June 24th, 2013 @ 4:01PM (11 years ago)

It can slightly vary depending on your particular situation, but for the most part you can net as much income staying at home after 27 1/2 years.

RE: LMPD officer charged with official misconduct after ordering...

June 25th, 2013 @ 11:06AM (11 years ago)

Dear lord...you all should know you pension plan. Yes you get 100% at 40 years service. If you were under the old 20 year and out you get 50% at 20 years and 2.5% each year after that if you work 41 years you get 102.5%. SO the ones hires at 25 and out get 50% after 25 years and 100% after 45 years service. So if you are a old timer and retire with 40 years of service and your average high three is 75,000 the you would get 100(%)X75,000 divided by 12=$6250.00 a month for your pension. If that same officer stayed 27 years he/she would get 67.5% of their salary.... that would be 67.5 X 75000 divided by 12 = $4218.75 a month for your pension (approximately).

RE: LMPD officer charged with official misconduct after ordering...

June 26th, 2013 @ 9:28PM (11 years ago)

Bear in mind that in Kentucky, you do not pay SSI (social security tax), nor is the first $41,110 considered taxable income.
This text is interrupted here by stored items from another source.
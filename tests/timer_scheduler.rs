mod common;

use common::manual_scheduler;
use proptest::prelude::*;
use tickstep::{Error, TimerId, TimerState};

use std::collections::HashSet;
use std::sync::{Arc, Mutex};
use std::thread;

const MS: u64 = 1_000;

#[test]
fn test_one_shot_fires_once_and_goes_idle() {
    let (_, _, scheduler) = manual_scheduler();
    let handle = scheduler.create();

    scheduler.start(&handle, Some(100), false).unwrap();

    let mut fired = Vec::new();
    scheduler.drain(50 * MS, &mut fired).unwrap();
    assert!(fired.is_empty(), "timer must not fire before its deadline");

    scheduler.drain(150 * MS, &mut fired).unwrap();
    assert_eq!(fired, vec![handle.id().unwrap()]);
    assert_eq!(handle.state(), TimerState::Idle);
    assert_eq!(scheduler.pending(), 0);

    scheduler.release(&handle).unwrap();
}

#[test]
fn test_start_after_release_is_disposed() {
    let (_, _, scheduler) = manual_scheduler();
    let handle = scheduler.create();

    scheduler.release(&handle).unwrap();

    assert_eq!(scheduler.start(&handle, Some(10), false), Err(Error::Disposed));
    assert_eq!(handle.state(), TimerState::Released);
    assert_eq!(scheduler.pending(), 0);
}

#[test]
fn test_repeating_timer_does_not_drift() {
    let (_, _, scheduler) = manual_scheduler();
    let handle = scheduler.create();
    let id = handle.id().unwrap();

    scheduler.start(&handle, Some(100), true).unwrap();

    // Drain late by a different amount every period.
    for (n, jitter) in [37, 0, 99, 12, 64].into_iter().enumerate() {
        let due = (n as u64 + 1) * 100 * MS;
        let mut fired = Vec::new();

        scheduler.drain(due + jitter * MS, &mut fired).unwrap();
        assert_eq!(fired, vec![id]);
        assert_eq!(handle.state(), TimerState::Armed);
        assert_eq!(scheduler.next_deadline(), Some(due + 100 * MS));
    }

    scheduler.release(&handle).unwrap();
}

#[test]
fn test_repeating_timer_fires_once_per_drain_when_late() {
    let (_, _, scheduler) = manual_scheduler();
    let handle = scheduler.create();

    scheduler.start(&handle, Some(10), true).unwrap();

    let mut fired = Vec::new();
    scheduler.drain(55 * MS, &mut fired).unwrap();
    assert_eq!(fired.len(), 1);
    assert_eq!(scheduler.next_deadline(), Some(20 * MS));

    scheduler.release(&handle).unwrap();
}

#[test]
fn test_zero_period_repeating_timer_fires_each_drain() {
    let (_, _, scheduler) = manual_scheduler();
    let handle = scheduler.create();

    scheduler.start(&handle, Some(0), true).unwrap();

    for _ in 0..3 {
        let mut fired = Vec::new();
        scheduler.drain(0, &mut fired).unwrap();
        assert_eq!(fired.len(), 1);
    }

    scheduler.release(&handle).unwrap();
}

#[test]
fn test_release_during_repeat_stops_rearming() {
    let (_, _, scheduler) = manual_scheduler();
    let handle = scheduler.create();

    scheduler.start(&handle, Some(5), true).unwrap();
    let mut fired = Vec::new();
    scheduler.drain(5 * MS, &mut fired).unwrap();
    assert_eq!(scheduler.pending(), 1);

    scheduler.release(&handle).unwrap();
    assert_eq!(scheduler.pending(), 0);

    fired.clear();
    scheduler.drain(1_000 * MS, &mut fired).unwrap();
    assert!(fired.is_empty());
}

#[test]
fn test_off_thread_start_is_deferred_to_coordinating_thread() {
    let (dispatcher, _, scheduler) = manual_scheduler();
    let handle = Arc::new(scheduler.create());

    let (s, h) = (scheduler.clone(), handle.clone());
    thread::spawn(move || s.start(&h, Some(20), false))
        .join()
        .unwrap()
        .unwrap();

    assert_eq!(handle.state(), TimerState::Starting);
    assert_eq!(scheduler.pending(), 0);

    assert_eq!(dispatcher.run_pending(), 1);
    assert_eq!(handle.state(), TimerState::Armed);
    assert_eq!(scheduler.next_deadline(), Some(20 * MS));

    scheduler.release(&handle).unwrap();
}

#[test]
fn test_deferred_start_never_arms_in_the_past() {
    let (dispatcher, clock, scheduler) = manual_scheduler();
    let handle = Arc::new(scheduler.create());

    let (s, h) = (scheduler.clone(), handle.clone());
    thread::spawn(move || s.start(&h, Some(10), false))
        .join()
        .unwrap()
        .unwrap();

    clock.set_millis(40);
    dispatcher.run_pending();

    assert_eq!(scheduler.next_deadline(), Some(40 * MS));
    scheduler.release(&handle).unwrap();
}

#[test]
fn test_off_thread_release_is_skipped_by_drain_and_recycled() {
    let (dispatcher, _, scheduler) = manual_scheduler();
    let handle = Arc::new(scheduler.create());
    let id = handle.id().unwrap();
    scheduler.start(&handle, Some(1), false).unwrap();

    let (s, h) = (scheduler.clone(), handle.clone());
    thread::spawn(move || s.release(&h)).join().unwrap().unwrap();

    // The entry is still queued until the coordinating thread pumps.
    assert_eq!(scheduler.pending(), 1);

    let mut fired = Vec::new();
    scheduler.drain(10 * MS, &mut fired).unwrap();
    assert!(fired.is_empty(), "released timer must not fire");

    dispatcher.run_pending();
    assert_eq!(scheduler.pending(), 0);

    // Shared-list releases are picked up by the next coordinating create.
    let reused = scheduler.create();
    assert_eq!(reused.id(), Ok(id));
    scheduler.release(&reused).unwrap();
}

#[test]
fn test_deferred_unqueue_keeps_timer_restarted_on_coordinating_thread() {
    let (dispatcher, _, scheduler) = manual_scheduler();
    let handle = Arc::new(scheduler.create());
    scheduler.start(&handle, Some(10), false).unwrap();

    let (s, h) = (scheduler.clone(), handle.clone());
    thread::spawn(move || s.stop(&h)).join().unwrap().unwrap();
    assert_eq!(handle.state(), TimerState::Idle);

    scheduler.start(&handle, Some(30), false).unwrap();
    assert_eq!(dispatcher.run_pending(), 1);

    assert!(scheduler.is_queued(&handle), "restarted timer must stay queued");
    assert_eq!(scheduler.next_deadline(), Some(30 * MS));

    let mut fired = Vec::new();
    scheduler.drain(10 * MS, &mut fired).unwrap();
    assert!(fired.is_empty());

    scheduler.drain(30 * MS, &mut fired).unwrap();
    assert_eq!(fired, vec![handle.id().unwrap()]);

    scheduler.release(&handle).unwrap();
}

#[test]
fn test_merge_released_moves_foreign_releases_once() {
    let (_, _, scheduler) = manual_scheduler();
    let handle = Arc::new(scheduler.create());
    let id = handle.id().unwrap();

    let (s, h) = (scheduler.clone(), handle.clone());
    let merged_off_thread = thread::spawn(move || {
        s.release(&h).unwrap();
        s.merge_released()
    })
    .join()
    .unwrap();

    assert_eq!(merged_off_thread, 0);
    assert_eq!(scheduler.merge_released(), 1);
    assert_eq!(scheduler.merge_released(), 0);

    let reused = scheduler.create();
    assert_eq!(reused.id(), Ok(id));
    assert_eq!(scheduler.minted(), 1);
    scheduler.release(&reused).unwrap();
}

#[test]
fn test_drain_off_thread_is_contract_violation() {
    let (_, _, scheduler) = manual_scheduler();

    let s = scheduler.clone();
    let result = thread::spawn(move || s.drain(0, &mut Vec::new()))
        .join()
        .unwrap();

    assert!(matches!(result, Err(Error::ContractViolation(_))));
}

#[test]
fn test_concurrent_allocation_never_shares_identities() {
    let (_, _, scheduler) = manual_scheduler();
    let live: Arc<Mutex<HashSet<TimerId>>> = Arc::new(Mutex::new(HashSet::new()));

    let workers: Vec<_> = (0..4)
        .map(|_| {
            let scheduler = scheduler.clone();
            let live = live.clone();
            thread::spawn(move || {
                for round in 0..500 {
                    let handles: Vec<_> = (0..1 + round % 4).map(|_| scheduler.create()).collect();

                    for handle in &handles {
                        let id = handle.id().unwrap();
                        assert!(live.lock().unwrap().insert(id), "{id} handed out twice");
                    }

                    for handle in &handles {
                        live.lock().unwrap().remove(&handle.id().unwrap());
                        scheduler.release(handle).unwrap();
                    }
                }
            })
        })
        .collect();

    // The coordinating thread allocates at the same time through its local list.
    for _ in 0..500 {
        let handle = scheduler.create();
        let id = handle.id().unwrap();
        assert!(live.lock().unwrap().insert(id), "{id} handed out twice");
        live.lock().unwrap().remove(&id);
        scheduler.release(&handle).unwrap();
    }

    for worker in workers {
        worker.join().unwrap();
    }

    assert_eq!(scheduler.live_handles(), 0);
    assert_eq!(scheduler.leaked_handles(), 0);
    assert!(scheduler.minted() < 100, "released identities should be reused");
}

proptest! {
    #![proptest_config(ProptestConfig::with_cases(64))]

    /// Timers started in the same tick with the same delay drain in start order.
    #[test]
    fn equal_deadlines_drain_in_start_order(count in 1usize..40, delay in 0i64..500) {
        let (_, _, scheduler) = manual_scheduler();
        let handles: Vec<_> = (0..count).map(|_| scheduler.create()).collect();

        for handle in &handles {
            scheduler.start(handle, Some(delay), false).unwrap();
        }

        let mut fired = Vec::new();
        scheduler.drain(delay as u64 * MS, &mut fired).unwrap();

        let expected: Vec<_> = handles.iter().map(|h| h.id().unwrap()).collect();
        prop_assert_eq!(fired, expected);

        for handle in &handles {
            scheduler.release(handle).unwrap();
        }
    }

    /// Mixed delays drain by deadline, ties kept in start order.
    #[test]
    fn mixed_deadlines_drain_sorted_and_stable(delays in prop::collection::vec(0i64..5, 1..30)) {
        let (_, _, scheduler) = manual_scheduler();
        let handles: Vec<_> = delays.iter().map(|_| scheduler.create()).collect();

        for (handle, &delay) in handles.iter().zip(&delays) {
            scheduler.start(handle, Some(delay), false).unwrap();
        }

        let mut fired = Vec::new();
        scheduler.drain(10 * MS, &mut fired).unwrap();

        let mut expected: Vec<_> = handles
            .iter()
            .zip(&delays)
            .map(|(h, &d)| (d, h.id().unwrap()))
            .collect();
        expected.sort_by_key(|&(d, _)| d);
        let expected: Vec<_> = expected.into_iter().map(|(_, id)| id).collect();
        prop_assert_eq!(fired, expected);

        for handle in &handles {
            scheduler.release(handle).unwrap();
        }
    }
}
KRS also uses a formula to determine how much they will pay towards your health benefit. At present, someone retiring with 240 actual months of hazardous duty credit would have to pay $29.40 monthly for family coverage in the best plan offered. With less than the 240 months, the state pays less of a benefit. There is a calculator on the KRS website if you're interested.

If you don't have 240 months of actual service, you cannot apply ghost years to receive this credit. Non-hazardous is figured at a much less generous rate.
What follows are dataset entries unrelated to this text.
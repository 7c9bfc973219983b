//! Error taxonomy shared by the step engine and the timer scheduler.
//!
//! Every variant describes a programming error on the caller's side. Nothing
//! here is transient: retrying the same call will fail the same way.

use thiserror::Error;

/// Errors raised by workflows, steps and timer handles.
#[derive(Debug, Clone, Copy, PartialEq, Eq, Error)]
pub enum Error {
    /// The timer handle was already released.
    #[error("timer handle used after release")]
    Disposed,

    /// A workflow or step was used outside of its contract.
    #[error("contract violation: {0}")]
    ContractViolation(&'static str),

    /// A typed step's value was read before its continuation fired.
    #[error("step value read before completion")]
    NotReady,
}

/// Result alias used throughout the crate.
pub type Result<T> = std::result::Result<T, Error>;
So - the only deductions you will see from your pension is for health insurance and federal taxes. They do not deduct anything else. You will not be liable for any local income tax either.

That is how you end up netting the same amount you did while working, while only grossing 67% of your working pay.

At the end of the year, you will be responsible for state tax on any pension income in excess of $41,100. You will also be responsible for whatever tax rate your overall federal AGI allows for, so keep that in mind when KSR puts a default rate of 12%, and you should be withholding 24%. So, you get stuck with a big tax bill on April 15th. This big tax bill is easy to avoid simply by taking a pretty good guess at what your total annual income would be. Then, look up whatever tax bracket that income lands within, then tell KRS to withhold at that rate. It will give you enough of a buffer in case you fail to add in all your income during your estimate, and you may actually end up with a small refund.